- Directed by: Antônio Carlos da Fontoura
- Starring: Thiago Mendonça
- Music by: Carlos Trilha
- Production company: Canto Claro Produções Artísticas
- Distributed by: Imagem Filmes Fox Film do Brasil
- Release date: May 3, 2013;
- Country: Brazil
- Language: Portuguese
- Budget: R$6.4 million
- Box office: R$18,253,649

= Somos tão Jovens =

2013 film directed by Antonio Carlos da Fontoura

We're So Young (Portuguese: Somos tão Jovens) is a 2013 Brazilian biographical drama film about Brazilian rock singer Renato Russo. The film does not follow Russo's entire life, instead focusing on his adolescence, his physical problems and the discovery of his love for music. It is directed by Antônio Carlos da Fontoura, written by Marcos Bernstein and starring Thiago Mendonça and Laila Zaid. It was released in Brazilian theaters by distributors Imagem Filmes and Fox Film on May 3, 2013.

==Plot==
In 1973, the Manfredini family moved from Rio to Brasília. Renato, suffered from a rare bone disease, the epiphysiolysis and after surgery he was in need of a wheelchair.
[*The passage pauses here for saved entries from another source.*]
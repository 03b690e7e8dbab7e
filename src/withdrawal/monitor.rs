//! Settlement-chain event watcher
//!
//! Scans token logs from a block cursor up to `latest - finality_blocks` and
//! forwards `WithdrawalRequested` and `Mint` events to the orchestrator. The
//! cursor only advances after every event of a range was queued.

use std::sync::Arc;
use std::time::Duration;

use tokio::sync::{mpsc, watch};
use tracing::{debug, info, warn};

use crate::error::BridgeResult;
use crate::metrics;
use crate::settlement::SettlementChain;
use crate::types::{RelayMessage, SettlementEvent};

#[derive(Debug, Clone)]
pub struct WithdrawalMonitorConfig {
    pub finality_blocks: u64,
    pub poll_interval: Duration,
    /// First block to scan; 0 starts at the finalized head seen at start-up
    pub start_block: u64,
    /// Upper bound on blocks per `eth_getLogs` query
    pub max_block_range: u64,
}

impl Default for WithdrawalMonitorConfig {
    fn default() -> Self {
        Self {
            finality_blocks: 1,
            poll_interval: Duration::from_secs(5),
            start_block: 0,
            max_block_range: 1_000,
        }
    }
}

pub struct WithdrawalMonitor {
    config: WithdrawalMonitorConfig,
    settlement: Arc<dyn SettlementChain>,
    sender: mpsc::Sender<RelayMessage>,
    cursor: Option<u64>,
}

impl WithdrawalMonitor {
    pub fn new(
        config: WithdrawalMonitorConfig,
        settlement: Arc<dyn SettlementChain>,
        sender: mpsc::Sender<RelayMessage>,
    ) -> Self {
        let cursor = (config.start_block > 0).then_some(config.start_block);
        Self {
            config,
            settlement,
            sender,
            cursor,
        }
    }

    /// Next block to scan, once known
    pub fn cursor(&self) -> Option<u64> {
        self.cursor
    }

    /// Scan one block range. Returns the number of events forwarded.
    pub async fn poll_once(&mut self) -> BridgeResult<usize> {
        let latest = self.settlement.latest_block().await?;
        let safe = latest.saturating_sub(self.config.finality_blocks);
        let from = *self.cursor.get_or_insert(safe);

        if from > safe {
            return Ok(0);
        }
        let to = safe.min(from.saturating_add(self.config.max_block_range.max(1) - 1));

        let events = self.settlement.fetch_events(from, to).await?;
        debug!(from_block = from, to_block = to, events = events.len(), "Scanned settlement blocks");

        let mut forwarded = 0;
        for event in events {
            let message = match event {
                SettlementEvent::WithdrawalRequested(request) => {
                    info!(
                        withdrawal_id = %request.withdrawal_id(),
                        amount = request.amount_units,
                        destination = %request.recipient_address,
                        "Withdrawal requested on settlement chain"
                    );
                    RelayMessage::Withdrawal(request)
                }
                SettlementEvent::Mint {
                    deposit_id,
                    tx_hash,
                    ..
                } => RelayMessage::MintObserved { deposit_id, tx_hash },
            };

            if self.sender.send(message).await.is_err() {
                warn!(from_block = from, "Orchestrator queue closed, cursor not advanced");
                return Ok(forwarded);
            }
            forwarded += 1;
        }

        self.cursor = Some(to + 1);
        metrics::SETTLEMENT_CURSOR
            .with_label_values(&["settlement"])
            .set((to + 1) as i64);
        metrics::mark_poll("settlement");
        Ok(forwarded)
    }

    pub async fn run(mut self, mut shutdown: watch::Receiver<bool>) {
        info!(
            finality_blocks = self.config.finality_blocks,
            start_block = ?self.cursor,
            "Settlement event monitor started"
        );

        loop {
            if *shutdown.borrow() {
                break;
            }

            // A range that fails is retried from the same cursor next tick
            if let Err(e) = self.poll_once().await {
                warn!(cursor = ?self.cursor, error = %e, "Settlement poll failed");
            }

            tokio::select! {
                _ = tokio::time::sleep(self.config.poll_interval) => {}
                _ = shutdown.changed() => {}
            }
        }

        info!("Settlement event monitor stopped");
    }
}

#[cfg(test)]
mod tests {
    use super::*;
    use crate::error::BridgeError;
    use crate::types::{WithdrawalRequest, WithdrawalSource};
    use async_trait::async_trait;
    use chrono::Utc;
    use std::sync::Mutex;

    struct FakeChain {
        latest: Mutex<u64>,
        events: Vec<(u64, SettlementEvent)>,
        queried: Mutex<Vec<(u64, u64)>>,
    }

    #[async_trait]
    impl SettlementChain for FakeChain {
        async fn mint(&self, _: &str, _: u64, _: [u8; 32]) -> BridgeResult<String> {
            unreachable!()
        }
        async fn burn(&self, _: &str, _: u64) -> BridgeResult<String> {
            unreachable!()
        }
        async fn is_deposit_processed(&self, _: [u8; 32]) -> BridgeResult<bool> {
            unreachable!()
        }
        async fn confirm_withdrawal(&self, _: u64, _: &str) -> BridgeResult<String> {
            unreachable!()
        }
        async fn latest_block(&self) -> BridgeResult<u64> {
            Ok(*self.latest.lock().unwrap())
        }
        async fn fetch_events(&self, from: u64, to: u64) -> BridgeResult<Vec<SettlementEvent>> {
            self.queried.lock().unwrap().push((from, to));
            if from > to {
                return Err(BridgeError::Rpc("bad range".into()));
            }
            Ok(self
                .events
                .iter()
                .filter(|(block, _)| *block >= from && *block <= to)
                .map(|(_, e)| e.clone())
                .collect())
        }
    }

    fn withdrawal_at(block: u64, id: u64) -> (u64, SettlementEvent) {
        (
            block,
            SettlementEvent::WithdrawalRequested(WithdrawalRequest {
                source: WithdrawalSource::Event {
                    request_id: id,
                    block_number: block,
                },
                requester: "0x01".into(),
                recipient_address: "DLCDJhnh6aGotar6b182jpzbNEyXb3C361".into(),
                amount_units: 5_000,
                requested_at: Utc::now(),
            }),
        )
    }

    fn config(start_block: u64, max_block_range: u64) -> WithdrawalMonitorConfig {
        WithdrawalMonitorConfig {
            finality_blocks: 2,
            poll_interval: Duration::from_millis(10),
            start_block,
            max_block_range,
        }
    }

    #[tokio::test]
    async fn test_respects_finality() {
        let chain = Arc::new(FakeChain {
            latest: Mutex::new(11),
            events: vec![withdrawal_at(9, 1), withdrawal_at(10, 2)],
            queried: Mutex::new(vec![]),
        });
        let (tx, mut rx) = mpsc::channel(16);
        let mut monitor = WithdrawalMonitor::new(config(5, 100), chain.clone(), tx);

        assert_eq!(monitor.poll_once().await.unwrap(), 1);
        assert_eq!(chain.queried.lock().unwrap().as_slice(), &[(5, 9)]);
        assert_eq!(monitor.cursor(), Some(10));
        assert!(matches!(rx.try_recv().unwrap(), RelayMessage::Withdrawal(_)));

        // Nothing new is final yet
        assert_eq!(monitor.poll_once().await.unwrap(), 0);

        *chain.latest.lock().unwrap() = 12;
        assert_eq!(monitor.poll_once().await.unwrap(), 1);
        assert_eq!(monitor.cursor(), Some(11));
    }

    #[tokio::test]
    async fn test_caps_block_range() {
        let chain = Arc::new(FakeChain {
            latest: Mutex::new(102),
            events: vec![],
            queried: Mutex::new(vec![]),
        });
        let (tx, _rx) = mpsc::channel(16);
        let mut monitor = WithdrawalMonitor::new(config(1, 40), chain.clone(), tx);

        monitor.poll_once().await.unwrap();
        monitor.poll_once().await.unwrap();
        monitor.poll_once().await.unwrap();
        assert_eq!(
            chain.queried.lock().unwrap().as_slice(),
            &[(1, 40), (41, 80), (81, 100)]
        );
    }

    #[tokio::test]
    async fn test_zero_start_block_begins_at_head() {
        let chain = Arc::new(FakeChain {
            latest: Mutex::new(50),
            events: vec![withdrawal_at(3, 1)],
            queried: Mutex::new(vec![]),
        });
        let (tx, mut rx) = mpsc::channel(16);
        let mut monitor = WithdrawalMonitor::new(config(0, 100), chain.clone(), tx);

        assert_eq!(monitor.poll_once().await.unwrap(), 0);
        assert_eq!(chain.queried.lock().unwrap().as_slice(), &[(48, 48)]);
        assert!(rx.try_recv().is_err());
    }

    #[tokio::test]
    async fn test_mint_events_become_observations() {
        let chain = Arc::new(FakeChain {
            latest: Mutex::new(10),
            events: vec![(
                4,
                SettlementEvent::Mint {
                    recipient: "0x01".into(),
                    amount_units: 100,
                    deposit_id: [7u8; 32],
                    tx_hash: "0xbeef".into(),
                },
            )],
            queried: Mutex::new(vec![]),
        });
        let (tx, mut rx) = mpsc::channel(16);
        let mut monitor = WithdrawalMonitor::new(config(1, 100), chain, tx);

        assert_eq!(monitor.poll_once().await.unwrap(), 1);
        match rx.try_recv().unwrap() {
            RelayMessage::MintObserved { deposit_id, tx_hash } => {
                assert_eq!(deposit_id, [7u8; 32]);
                assert_eq!(tx_hash, "0xbeef");
            }
            other => panic!("unexpected message {:?}", other),
        }
    }
}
Forced to stay at home and being treated with morphine, the young man began to project his plans to become the greatest rock star of Brazil, creating, later, the group Aborto Elétrico, becoming the "Loner Troubadour" and later, forming and fronting the popular alternative rock band Legião Urbana.

==Production==
Initially, the idea was to make a documentary about the life of Renato Russo. In 1999, producer Luiz Fernando Borges presented the project to the Manfredini family and received permission to start it. In 2005, the idea of a documentary was changed, and a feature film was already being produced, now under the command of Antonio Fontoura. In mid-2009, part of the cast was confirmed, and filming began only in 2011 in Brasília. Later, Paulínia and the University of Campinas were filming locations.